Date of Award

Summer 2022

Document Type

Final DNP Paper

Degree Name

Doctor of Nursing Practice (DNP) in Family Nurse Practitioner



Faculty Chair

Dr. Arlinda Wormely


Dr. Lori McGrath


Dr. Lenora Ashley


Background: Handwashing with soap and running water is one of the most effective ways to prevent diseases and infections spread through touch. Hand hygiene refers to handwashing with soap, water, and other disinfecting agents to prevent infection. According to Chassin et al. (2017), hand hygiene compliance reduces healthcare-associated infections (HAI). Studies show that an increase in handwashing compliance can be correlated to a decrease in healthcare-associated infections.

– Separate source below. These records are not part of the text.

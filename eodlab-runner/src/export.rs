//! Export of stored history and run reports.
//!
//! - **JSON**: pretty-printed records, coverage and ingestion summaries
//! - **CSV**: one row per trading day, suitable for spreadsheets

use std::path::Path;

use anyhow::{Context, Result};
use eodlab_core::domain::TransactionRecord;
use eodlab_core::store::IssuerCoverage;
use serde::{Deserialize, Serialize};

use crate::ingest::IngestSummary;

/// Output format for `history`.
#[derive(Debug, Clone, Copy, Default, PartialEq, Eq, Serialize, Deserialize)]
#[serde(rename_all = "lowercase")]
pub enum ExportFormat {
    #[default]
    Json,
    Csv,
}

impl ExportFormat {
    pub fn render(self, records: &[TransactionRecord]) -> Result<String> {
        match self {
            Self::Json => export_records_json(records),
            Self::Csv => export_records_csv(records),
        }
    }
}

// ─── JSON export ────────────────────────────────────────────────────

pub fn export_records_json(records: &[TransactionRecord]) -> Result<String> {
    serde_json::to_string_pretty(records).context("failed to serialize records to JSON")
}

pub fn export_coverage_json(coverage: &[IssuerCoverage]) -> Result<String> {
    serde_json::to_string_pretty(coverage).context("failed to serialize coverage to JSON")
}

/// Write the run summary as a JSON report, creating parent directories.
pub fn write_summary_report(summary: &IngestSummary, path: &Path) -> Result<()> {
    let json = summary
        .to_json()
        .context("failed to serialize ingestion summary")?;
    write_file(path, &json)
}

// ─── CSV export ─────────────────────────────────────────────────────

/// Columns: issuer, date, last_trade_price, max, min, volume, turnover_best.
///
/// Missing `max`/`min` are written as empty fields.
pub fn export_records_csv(records: &[TransactionRecord]) -> Result<String> {
    let mut wtr = csv::Writer::from_writer(vec![]);

    wtr.write_record([
        "issuer",
        "date",
        "last_trade_price",
        "max",
        "min",
        "volume",
        "turnover_best",
    ])?;

    for r in records {
        wtr.write_record(&[
            r.issuer.clone(),
            r.date.to_string(),
            r.last_trade_price.to_string(),
            optional(r.max),
            optional(r.min),
            r.volume.to_string(),
            r.turnover_best.to_string(),
        ])?;
    }

    let bytes = wtr.into_inner().context("failed to flush CSV writer")?;
    String::from_utf8(bytes).context("CSV output is not valid UTF-8")
}

fn optional(value: Option<f64>) -> String {
    value.map(|v| v.to_string()).unwrap_or_default()
}

// ─── Files ──────────────────────────────────────────────────────────

/// Write `content` to `path`, creating parent directories as needed.
pub fn write_file(path: &Path, content: &str) -> Result<()> {
    if let Some(parent) = path.parent().filter(|p| !p.as_os_str().is_empty()) {
        std::fs::create_dir_all(parent)
            .with_context(|| format!("failed to create {}", parent.display()))?;
    }
    std::fs::write(path, content).with_context(|| format!("failed to write {}", path.display()))
}

#[cfg(test)]
mod tests {
    use super::*;
    use chrono::NaiveDate;

    fn records() -> Vec<TransactionRecord> {
        vec![
            TransactionRecord {
                issuer: "KMB".into(),
                date: NaiveDate::from_ymd_opt(2024, 10, 8).unwrap(),
                last_trade_price: 21_100.5,
                max: Some(21_200.0),
                min: Some(21_000.0),
                volume: 12,
                turnover_best: 253_206,
            },
            TransactionRecord {
                issuer: "KMB".into(),
                date: NaiveDate::from_ymd_opt(2024, 10, 9).unwrap(),
                last_trade_price: 21_100.5,
                max: None,
                min: None,
                volume: 0,
                turnover_best: 0,
            },
        ]
    }

    #[test]
    fn csv_has_header_and_blank_optionals() {
        let csv = export_records_csv(&records()).unwrap();
        let lines: Vec<&str> = csv.lines().collect();
        assert_eq!(lines.len(), 3);
        assert_eq!(
            lines[0],
            "issuer,date,last_trade_price,max,min,volume,turnover_best"
        );
        assert_eq!(lines[1], "KMB,2024-10-08,21100.5,21200,21000,12,253206");
        assert_eq!(lines[2], "KMB,2024-10-09,21100.5,,,0,0");
    }

    #[test]
    fn json_roundtrips_records() {
        let json = ExportFormat::Json.render(&records()).unwrap();
        let back: Vec<TransactionRecord> = serde_json::from_str(&json).unwrap();
        assert_eq!(back, records());
        assert!(json.contains("\"max\": null"));
    }

    #[test]
    fn empty_csv_is_header_only() {
        let csv = export_records_csv(&[]).unwrap();
        assert_eq!(csv.lines().count(), 1);
    }

    #[test]
    fn report_is_written_under_new_directory() {
        let dir = tempfile::tempdir().unwrap();
        let path = dir.path().join("reports/run.json");
        let summary = IngestSummary {
            rows_written: 7,
            ..IngestSummary::default()
        };
        write_summary_report(&summary, &path).unwrap();
        let back: IngestSummary =
            serde_json::from_str(&std::fs::read_to_string(&path).unwrap()).unwrap();
        assert_eq!(back.rows_written, 7);
    }
}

Studies have proven that though it is challenging to link hand hygiene to a reduction in healthcare-associated infections directly to improved hand hygiene compliance, many hospitals have seen a decline in HAIs as the hand hygiene rate of compliance increased.

Purpose: The Doctor of Nursing Practice (DNP) project aims to educate direct healthcare workers in an inpatient psychiatric facility to meet Joint Commission on Accreditation of Healthcare Organizations (JCAHO) standards by implementing a hand hygiene protocol to improve hand hygiene compliance.

Methods: This quality improvement project involves a hand hygiene recruitment script posted at the staff office to invite staff to participate. The World Health Organization’s (n.d.) Perception Survey for Health-Care Workers (PSHCW) was used for the pre-and post-assessment to evaluate for insight before and after education. Applied Glow-germ on direct health care workers’ hands and observed staff wash hands using soap and water. An ultraviolet black light (UV blacklight) was used to inspect how well the team washed their hands. The UV black light glows on germs left unwashed. The CDC proper handwashing procedure ("Stop Germs! Wash Your Hands") was used to educate the direct health care workers.

Results: The key result is that the inpatient psychiatric healthcare workers on the day, evening, and night shift were educated and practiced hand hygiene using CDC's and WHO's program that follows categories 1A, 1B, and 1C guidelines. The guidelines meet JCAHO's standards resulting in the organization having established data on hand hygiene performance and an active process for surveillance and monitoring hand hygiene compliance.

Conclusion: The project addressed JCAHO's hand hygiene standards for the facility and meets the 1A, 1B, and 1C categories on hand hygiene compliance. The hand hygiene education, pre and post-test, and performance established data needed to meet JCAHO compliance.